§ **Work to complete**:
Going line by line through the data below, how many lines contain the word "unwrap"? Give only the number.

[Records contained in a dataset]
>>>
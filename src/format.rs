//! Container file format.
//!
//! ```text
//! MAGIC (6) | SALT (32) | IV (16) | CIPHERTEXT
//! ```
//!
//! Fixed-width fields, no length prefixes; the ciphertext runs to the end
//! of the buffer. The format has no version byte, so any incompatible
//! change must use a new magic tag.

use crate::crypto::{IV_LEN, SALT_LEN};
use crate::error::{CryptError, Result};

/// Magic bytes identifying a container ("PWSEAL").
pub const MAGIC: &[u8; MAGIC_LEN] = b"PWSEAL";
/// Length of magic bytes.
pub const MAGIC_LEN: usize = 6;
/// Bytes preceding the ciphertext; also the minimum container length.
pub const HEADER_LEN: usize = MAGIC_LEN + SALT_LEN + IV_LEN;

/// A parsed container.
#[derive(Debug, Clone, PartialEq, Eq)]
pub struct Container {
    salt: [u8; SALT_LEN],
    iv: [u8; IV_LEN],
    ciphertext: Vec<u8>,
}

impl Container {
    pub fn new(salt: [u8; SALT_LEN], iv: [u8; IV_LEN], ciphertext: Vec<u8>) -> Self {
        Self {
            salt,
            iv,
            ciphertext,
        }
    }

    pub fn salt(&self) -> &[u8; SALT_LEN] {
        &self.salt
    }

    pub fn iv(&self) -> &[u8; IV_LEN] {
        &self.iv
    }

    pub fn ciphertext(&self) -> &[u8] {
        &self.ciphertext
    }

    /// Total serialized length.
    pub fn len(&self) -> usize {
        HEADER_LEN + self.ciphertext.len()
    }

    pub fn is_empty(&self) -> bool {
        self.ciphertext.is_empty()
    }
}

/// Returns `true` if `data` starts with the container magic.
pub fn is_container(data: &[u8]) -> bool {
    data.starts_with(MAGIC)
}

/// Parses a container.
///
/// # Errors
///
/// Returns [`CryptError::Format`] if:
/// - The buffer is shorter than [`HEADER_LEN`]
/// - The magic bytes are invalid
pub fn parse(data: &[u8]) -> Result<Container> {
    if data.len() < HEADER_LEN {
        return Err(CryptError::Format(format!(
            "too short: {} bytes, need at least {HEADER_LEN}",
            data.len()
        )));
    }

    if !is_container(data) {
        return Err(CryptError::Format("invalid magic".into()));
    }

    let mut offset = MAGIC_LEN;

    let mut salt = [0u8; SALT_LEN];
    salt.copy_from_slice(&data[offset..offset + SALT_LEN]);
    offset += SALT_LEN;

    let mut iv = [0u8; IV_LEN];
    iv.copy_from_slice(&data[offset..offset + IV_LEN]);
    offset += IV_LEN;

    Ok(Container::new(salt, iv, data[offset..].to_vec()))
}

/// Serializes a container to bytes.
pub fn serialize(container: &Container) -> Vec<u8> {
    let mut buf = Vec::with_capacity(container.len());

    buf.extend_from_slice(MAGIC);
    buf.extend_from_slice(&container.salt);
    buf.extend_from_slice(&container.iv);
    buf.extend_from_slice(&container.ciphertext);

    buf
}

#[cfg(test)]
mod tests {
    use super::*;

    #[test]
    fn serialize_lays_out_fields_in_order() {
        let container = Container::new([1u8; SALT_LEN], [2u8; IV_LEN], vec![3u8; 5]);
        let bytes = serialize(&container);

        assert_eq!(bytes.len(), 54 + 5);
        assert_eq!(&bytes[..6], MAGIC);
        assert!(bytes[6..38].iter().all(|&b| b == 1));
        assert!(bytes[38..54].iter().all(|&b| b == 2));
        assert_eq!(&bytes[54..], &[3u8; 5]);
    }

    #[test]
    fn parse_recovers_fields() {
        let container = Container::new([9u8; SALT_LEN], [8u8; IV_LEN], b"ciphertext".to_vec());
        let parsed = parse(&serialize(&container)).unwrap();

        assert_eq!(parsed.salt(), &[9u8; SALT_LEN]);
        assert_eq!(parsed.iv(), &[8u8; IV_LEN]);
        assert_eq!(parsed.ciphertext(), b"ciphertext");
    }

    #[test]
    fn header_only_container_has_empty_ciphertext() {
        let mut data = vec![0u8; HEADER_LEN];
        data[..MAGIC_LEN].copy_from_slice(MAGIC);

        let parsed = parse(&data).unwrap();
        assert!(parsed.is_empty());
    }

    #[test]
    fn invalid_magic_fails() {
        let mut data = vec![0u8; 100];
        data[..6].copy_from_slice(b"FAILED");

        assert!(matches!(parse(&data), Err(CryptError::Format(_))));
    }

    #[test]
    fn magic_differing_in_last_byte_fails() {
        let mut data = vec![0u8; 100];
        data[..6].copy_from_slice(b"PWSEAM");

        assert!(matches!(parse(&data), Err(CryptError::Format(_))));
    }

    #[test]
    fn too_short_fails() {
        let mut data = vec![0u8; HEADER_LEN - 1];
        data[..MAGIC_LEN].copy_from_slice(MAGIC);

        assert!(matches!(parse(&data), Err(CryptError::Format(_))));
        assert!(matches!(parse(&[]), Err(CryptError::Format(_))));
    }

    #[test]
    fn is_container_sniffs_magic() {
        assert!(is_container(b"PWSEAL and more"));
        assert!(!is_container(b"PWSEA"));
        assert!(!is_container(b"hello world"));
    }
}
<<<
§ **Result of this task**:
2